In his latest collection, For the Lost Cathedral (84 pages; LSU Press), the poems run a gamut of subject matters, from the Bone Church of Sedlic to Oppenheimer and the Manhattan Project, from the seemingly small and personal, to the broad and historical. The poems are exceptional, because they raise grand metaphysical, religious, and psychological questions and expound upon possible answers, yet leave them aptly unresolved, knowing that only partial elucidations will have to suffice. The book’s first poem, “The Gate,” begins this questioning as the speaker states: “When I first learned of heaven, / it was something we lost, or was / loss simply the word we gave it.” Here Bond makes the point that much of what may seem to be a religious conceptualization of existence has an analogue in our private psyche, and thus originates there and not from some external divinity. The story of a lost paradise pervades much of Western theology, and therefore must be rooted in a distinctly human, psycho-linguistic understanding of our place within the world. We construct and perpetuate grand myths such as Eden in order to make sense of our place. “Loss” is the word given but does not necessarily have to be the reality experienced.

“Monotheism” is a meditation on the plurality of literature, as something that shares a permeable border with the forces of the natural world. The poem posits its “monotheism” as the variegated profundities which exist within a single bookshelf, and the moment of its instillation expands into a multitude of thoughts and situations, such as in the striking image that each book “waits for a reader, / the way a laurel tree waits for one to listen, / to sit beside the river and so drink / the words of the dead into those we speak.”

However, Bond’s poems do not shy away from bleakness, and he is ever attuned to the harsh realities of an imaginatively bankrupt modernity, such as in “Harvest,” where he raises the question, “Must it be the broken will / that bends our knees to speak with the unknown,” or in “Idolatry,” as the speaker sardonically ruminates on the compulsion toward consumption: “My things give me comfort, I tell my fear / in jest, in the knowledge I will lose them. / Gods come and go, they say, but things, / they are immortal.”
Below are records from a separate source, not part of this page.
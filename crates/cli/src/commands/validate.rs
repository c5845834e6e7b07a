use std::path::Path;
use std::process;

use crate::commands::read_json;
use crate::{report_error, OutputFormat};

static FORM_SCHEMA_STR: &str = include_str!("../../../../docs/form-schema.json");

pub(crate) fn cmd_validate(form_path: &Path, output: OutputFormat, quiet: bool) {
    let schema: serde_json::Value = match serde_json::from_str(FORM_SCHEMA_STR) {
        Ok(s) => s,
        Err(e) => {
            let msg = format!("internal error: failed to parse embedded form schema: {}", e);
            report_error(&msg, output, quiet);
            process::exit(1);
        }
    };

    let doc = read_json(form_path, output, quiet);

    let validator = match jsonschema::validator_for(&schema) {
        Ok(v) => v,
        Err(e) => {
            let msg = format!("internal error: failed to compile schema: {}", e);
            report_error(&msg, output, quiet);
            process::exit(1);
        }
    };

    let errors: Vec<String> = validator
        .iter_errors(&doc)
        .map(|e| format!("{}", e))
        .collect();

    if errors.is_empty() {
        if !quiet {
            match output {
                OutputFormat::Text => println!("valid"),
                OutputFormat::Json => println!("{{\"valid\": true}}"),
            }
        }
        return;
    }

    match output {
        OutputFormat::Text => {
            if !quiet {
                eprintln!("invalid form");
                for err in &errors {
                    eprintln!("  - {}", err);
                }
            }
        }
        OutputFormat::Json => {
            let json = serde_json::json!({
                "valid": false,
                "errors": errors
            });
            eprintln!(
                "{}",
                serde_json::to_string_pretty(&json).unwrap_or_default()
            );
        }
    }
    process::exit(1);
}
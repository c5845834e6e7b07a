mod commands;
mod config;

use std::path::PathBuf;
use std::process;

use clap::{Parser, Subcommand, ValueEnum};
use serde::Deserialize;

use crate::config::SanghaConfig;

/// Output format for CLI responses.
#[derive(Debug, Clone, Copy, PartialEq, Eq, ValueEnum, Deserialize)]
#[serde(rename_all = "lowercase")]
pub(crate) enum OutputFormat {
    Text,
    Json,
}

/// Sangha form rules and organization hierarchy tools.
#[derive(Parser)]
#[command(
    name = "sangha",
    version,
    about = "Sangha form rules and organization hierarchy tools"
)]
struct Cli {
    /// Output format (text or json); defaults to the config file, then text
    #[arg(long, global = true, value_enum)]
    output: Option<OutputFormat>,

    /// Suppress non-essential output
    #[arg(long, global = true)]
    quiet: bool,

    /// Config file (default: ./sangha.toml when present)
    #[arg(long, global = true)]
    config: Option<PathBuf>,

    #[command(subcommand)]
    command: Commands,
}

#[derive(Subcommand)]
enum Commands {
    /// Validate a form definition against the form JSON Schema
    Validate {
        /// Path to the form definition JSON
        form: PathBuf,
    },

    /// Run authoring checks on a form definition
    Check {
        /// Path to the form definition JSON
        form: PathBuf,
    },

    /// Print the visible section and field ids for a value snapshot
    Visibility {
        /// Path to the form definition JSON
        form: PathBuf,
        /// Path to the value snapshot JSON
        #[arg(long)]
        values: PathBuf,
    },

    /// Drop values of hidden fields from a submission
    Submit {
        /// Path to the form definition JSON
        form: PathBuf,
        /// Path to the submitted values JSON
        #[arg(long)]
        values: PathBuf,
    },

    /// Resolve a hierarchy selection into a readable path
    Path {
        #[command(flatten)]
        target: commands::hierarchy::TargetArgs,
    },

    /// List the options for the next hierarchy level after a selection
    Children {
        #[command(flatten)]
        target: commands::hierarchy::TargetArgs,
        /// Level to list instead of the next one
        #[arg(long)]
        level: Option<sangha_interchange::Level>,
    },

    /// Render a stored response as label/value rows
    Show {
        /// Path to the form definition JSON
        form: PathBuf,
        /// Path to the stored response JSON
        #[arg(long)]
        response: PathBuf,
        /// Organization tree JSON used to name hierarchy ids
        #[arg(long)]
        tree: Option<PathBuf>,
    },
}

fn main() {
    let cli = Cli::parse();

    let config = match config::load(cli.config.as_deref()) {
        Ok(c) => c,
        Err(e) => {
            report_error(&e, cli.output.unwrap_or(OutputFormat::Text), cli.quiet);
            process::exit(1);
        }
    };
    init_logging(&config);

    let output = cli
        .output
        .or(config.output.format)
        .unwrap_or(OutputFormat::Text);
    let quiet = cli.quiet;
    tracing::debug!(
        config = ?cli.config,
        tree = ?config.hierarchy.tree,
        ?output,
        "configuration loaded"
    );

    match cli.command {
        Commands::Validate { form } => {
            commands::validate::cmd_validate(&form, output, quiet);
        }
        Commands::Check { form } => {
            commands::check::cmd_check(&form, output, quiet);
        }
        Commands::Visibility { form, values } => {
            commands::visibility::cmd_visibility(&form, &values, output, quiet);
        }
        Commands::Submit { form, values } => {
            commands::visibility::cmd_submit(&form, &values, output, quiet);
        }
        Commands::Path { target } => {
            commands::hierarchy::cmd_path(&target, &config, output, quiet);
        }
        Commands::Children { target, level } => {
            commands::hierarchy::cmd_children(&target, level, &config, output, quiet);
        }
        Commands::Show {
            form,
            response,
            tree,
        } => {
            let tree = tree.or_else(|| config.hierarchy.tree.clone());
            commands::show::cmd_show(&form, &response, tree.as_deref(), output, quiet);
        }
    }
}

/// Logs go to stderr so stdout stays parseable. `RUST_LOG` wins over the
/// config file's `[logging] filter`.
fn init_logging(config: &SanghaConfig) {
    let fallback = config.logging.filter.as_deref().unwrap_or("warn");
    let filter = tracing_subscriber::EnvFilter::try_from_default_env()
        .unwrap_or_else(|_| tracing_subscriber::EnvFilter::new(fallback));
    let _ = tracing_subscriber::fmt()
        .with_env_filter(filter)
        .with_writer(std::io::stderr)
        .with_target(false)
        .try_init();
}

pub(crate) fn report_error(msg: &str, output: OutputFormat, quiet: bool) {
    if quiet {
        return;
    }
    match output {
        OutputFormat::Text => eprintln!("{}", msg),
        OutputFormat::Json => {
            eprintln!("{}", serde_json::json!({ "error": msg }));
        }
    }
}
The poem “Proud Flesh” offers one possible alternative to this state of being, taking as its subject the human capacity for quiet suffering and endurance, casting this as a sort of triumph of autonomy, as pictured in “the man who lost his wife / to cigarettes and a plot upstate / that had no use for words” who “turned around to double-up / his own smokes and hours at work, / beating his heart to hell, to raise / some veil over the emptiness / and in its place a tower.”

If salvation exists, it seems to exist for Bond in the workings of the inner life. Our capacity for intellectual curiosity, creative speculation, skepticism, and imaginative understanding is the passage out of the drudgery; the redeeming element is the faculty of cognition. As Bond articulates it in “Air,” “dismantling the emptiness taught me / I am always there, in the music /of thought that blooms out of nowhere / and so returns.” It is not just thought, but the music of thought—the substantive something else beyond cognition—that is of central importance in these poems. This concept relates back to one expressed earlier in the collection, a verse charged with religious diction yet altered in its expression, and thus vested with an original and significant declaration of its own: “Say I am the offspring of the thought / I just had, flesh of its flesh, and so / different, in some measure culpable, free, / as anything alive.”